Margaret Miller's picture

In the wake of the current Ebola crisis, the 2011 movie Contagion (See the trailer here) directed by Steven Soderbergh has repeatedly been cited as one of the best examples of a movie taking on the subject of pandemic disease and managing to educate while providing gripping entertainment. This is no coincidence. Contagion was produced with both A-list stars (Gwyneth Paltrow, Matt Damon, Laurence Fishburne, Kate Winslet, and others) and support from leading public health experts such as Dr. Ian Lipkin who is the inspiration for one of the scientists portrayed in the film, and award-winning writer Laurie Garrett, author of several books including The Coming Plague. Participant Media, founded by Jeff Skoll to inspire social change through entertainment, was a producer, with the Skoll Global Threats Fund, World Health Organization (WHO), and U.S. Centers for Disease Control and Prevention (CDC) providing input as well.

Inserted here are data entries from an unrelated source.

use crate::{
    context::Context,
    policy::SegmentPolicy,
    whitespace::normalize_whitespace,
    words::{
        RenderError, fraction::render_fraction, integer::render_integer, split_decimal,
    },
};
use smallvec::SmallVec;
use std::borrow::Cow;

/// Render canonical decimal text (`"1234567.89"`, no sign, no exponent) into
/// a complete phrase: integer, major unit, fraction, minor unit, terminal.
pub fn assemble(text: &str, ctx: &Context) -> Result<String, RenderError> {
    let entry = &ctx.lang_entry;
    let (integer_digits, fraction_digits) = split_decimal(text);

    let integer = render_integer(integer_digits, entry)?;
    let fraction = fraction_digits
        .map(|digits| render_fraction(digits, integer_digits.len() + 1, entry, ctx.policy.fraction))
        .transpose()?;

    let mut words: SmallVec<[&str; 6]> = SmallVec::new();
    match ctx.policy.segments {
        SegmentPolicy::Always => {
            words.push(&integer.text);
            words.push(entry.major_unit);
            if let Some(fraction) = &fraction {
                words.push(&fraction.text);
                words.push(entry.minor_unit);
            }
        }
        SegmentPolicy::OmitZero => {
            let fraction = fraction.as_ref().filter(|f| !f.is_zero);
            if !integer.is_zero || fraction.is_none() {
                words.push(&integer.text);
                words.push(entry.major_unit);
            }
            if let Some(fraction) = fraction {
                words.push(&fraction.text);
                words.push(entry.minor_unit);
            }
        }
    }
    words.push(entry.terminal);

    let joined = words.join(" ");
    Ok(normalize_whitespace(Cow::Owned(joined)).into_owned())
}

The tagline from the film is “No One is Immune…to Fear.” While one of the early scenes is of a woman dying of a flu-like illness (played by Paltrow) the movie elicits fear not from gruesome symptoms but instead from plot lines and messages that focus on how human responses to these types of public health crises make matters worse. It also showcases the valuable work done by epidemiologists and other public health workers who are the heroes of this film. Contagion communicates these and other lessons effectively using the power of story, a subject recently discussed on this blog.
 

It’s one thing to have a government official or medical professional describing (usually dryly) how a pandemic can spread and what precautions to take. It’s another altogether to become transported through a story in a movie (or television or radio program) to a virtual reality where it’s possible to vicariously experience a pandemic threat and its consequences. For example, when one of the main characters, Dr. Erin Mears played by Winslet, discusses the ease with which the virus in the movie Contagion is spread, “The average person touches their face three to five times every waking minute. In between that we're touching door knobs, water fountains, and each other….” viewers instinctively cringe and become aware if they are biting their nails or rubbing their eyes.

Contagion is an example of entertainment education (EE) - the use of entertainment media to inform, educate and support behavior change. Entertainment education is effective because narratives or stories are emotionally powerful – they help us to organize information and to create the “mental models” that we use to make sense of the world and can help to explain why we behave in particular ways. Mental models are one of the central themes of the forthcoming 2015 World Development Report which focuses on how and why people take decisions, including some that appear contrary to their own self-interest. The report also highlights research on entertainment education. In some cases, the stories or mental models that people adopt are based on misinformation and misunderstanding. For example, in the current Ebola crisis doctors coming to care for the sick have been viewed by understandably wary villagers as the cause of the illness and threatened with violence if they did not leave. This has hampered efforts to treat patients and safely dispose of the bodies of those who have died, adding to the risk of further infection. Other potentially risky practices, such as eating bush meat, especially fruit bats and monkeys which may be carriers for the virus, have also proved resistant to change. Of course it is not just ignorance about risks that drives bush meat consumption.  In too many areas, meat from livestock is not available or is too expensive, often because veterinary services are absent or so weak that huge losses to disease are the norm.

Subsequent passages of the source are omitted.